Mr. Beaupre did not stay long in Wrexham, he went to America in 1901 to take up a pastorate at Wincanton. Thanks be to God, however, the stalwarts at Bradley Road, Thomas Copleston, Sem Williams, Thomas Lewis Jones and others led the church through the early decades of the twentieth century. They were kindly supported and helped by the mother church of Chester Street upon which Bradley Road became reliant until its autonomy in 1968. The early history of Bradley Road has been succinctly recorded in a book entitled “A History of Wrexham” edited by A.H. Dodd and first published in 1957:-

“The pioneering labours of Messrs. Thomas Copleston and Sem Williams together with the generosity of Mr. T. Lewis Jones did much to uphold the Mission. In addition to the normal work of the Church, special services were held from time to time with successful results. The Gospel Mission of 1935 organised by the Pilgrim Preachers had to be extended owing to the increasing interest of the people. The Rev. Joseph Beaupre was appointed Pastor in 1900 but remained only a few months. In 1935 the Rev. Charles Nicholas undertook the charge of the Church for three months. Apart from these the Church has been under the joint ministry of the mother church at Chester Street. The oversight is now with the pastor of Chester Street, ably assisted by Mr. W. G. Manson and others.”

(Mrs. Nicholas, widow of the above Rev. Charles Nicholas, attended our Ladies Meeting until her passing quite recently.)

The Wrexham Museum has in its archives a hand written, unpublished diary by G. Vernon Price and some entries are now quoted to bring attention to some significant names and events at Bradley Road.

3.11.1906 Billy Mcleod’s Mission commenced at Bradley Road on 4th November,1906.
18.4.1908 Bradley Road 9th Anniversary Services, 12th April, 1908. (so the church must have opened in 1899)
12.12.1908 Bradley Road Baptist 7th December 1908 Public Tea Meeting and Service of Song. “The River Fingers” was performed by the united choirs of the chapel and the Lodge Baptist Church, Brymbo under the conductorship of Mr. Thomas Copleston. Mr. J. Bates was the accompanist and Mr. D. J. Morris gave the readings. Ten years ago the debt on the chapel was £1,000; they were now working to pay off the last £200.
29.11.1922 Bradley Road deacons appointed – Messrs Sem Williams, Mr. E. Crease and Mr. J. Bates

and after the Pilgrim Preachers Mission mentioned earlier

15.2.1935 The Gospel Mission was extended to Wednesday 13th February owing to increasing interest of Wrexham people. The services will long be remembered by the church and congregation in Bradley Road. The missioner (Mr.
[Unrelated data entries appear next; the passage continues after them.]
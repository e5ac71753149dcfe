use clap::{Parser, Subcommand};

/// Opslink — operations console client
#[derive(Parser)]
#[command(name = "opslink", version, about)]
pub struct Cli {
    #[command(subcommand)]
    pub command: Commands,
}

#[derive(Subcommand)]
pub enum Commands {
    /// Log in and persist the access credential
    Login {
        #[arg(long)]
        email: String,
        /// Account password (prefer the env var over the flag)
        #[arg(long, env = "OPSLINK_PASSWORD", hide_env_values = true)]
        password: String,
    },

    /// End the session, server-side and locally
    Logout,

    /// Follow the live activity feed (Ctrl+C to stop)
    Tail,

    /// Destructively clear the log history, remote store included
    ClearHistory,
}
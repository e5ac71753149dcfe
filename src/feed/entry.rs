use chrono::{DateTime, Utc};
use serde::{Deserialize, Serialize};

#[derive(Debug, Clone, Copy, PartialEq, Eq, Serialize, Deserialize)]
#[serde(rename_all = "lowercase")]
pub enum LogLevel {
    Debug,
    Info,
    Warn,
    Error,
}

/// One entry of the operational activity feed. Immutable once created; the
/// feed orders entries by arrival, not by the embedded timestamp — network
/// delivery order is the contract.
#[derive(Debug, Clone, Serialize, Deserialize)]
#[serde(rename_all = "camelCase")]
pub struct LogEntry {
    pub timestamp: DateTime<Utc>,
    pub level: LogLevel,
    pub message: String,
    #[serde(default, skip_serializing_if = "Option::is_none")]
    pub actor: Option<String>,
    #[serde(default, skip_serializing_if = "Option::is_none")]
    pub email: Option<String>,
    #[serde(default, skip_serializing_if = "Option::is_none")]
    pub role: Option<String>,
    #[serde(default, skip_serializing_if = "Option::is_none")]
    pub duration_ms: Option<u64>,
}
Ivor Powell, Cross Keys, South Wales) is but a young man but his experience in every part of the country makes him a truly fearless exponent of the “Old Faith.” His description of the Gospel scenes are captivating and above all the non-sectarian methods in which he conducted the meetings, made a strong appeal to the religious life of the town.
25.12.1936 Thomas Copleston died 17th December, 1936 … Mr. Copleston was one of a small group that left Chester Street Baptist Church for Bradley Road 38 years ago. He was of a bright disposition and revered by all who knew him.
6.5.1940 Bradley Road Baptist. Death of Sem Williams … 3rd May 1940 … a great loss to the church … He was Secretary, Deacon, Sunday School Teacher and Superintendent and in charge of Bradley Road Church since the death of Thomas Copleston.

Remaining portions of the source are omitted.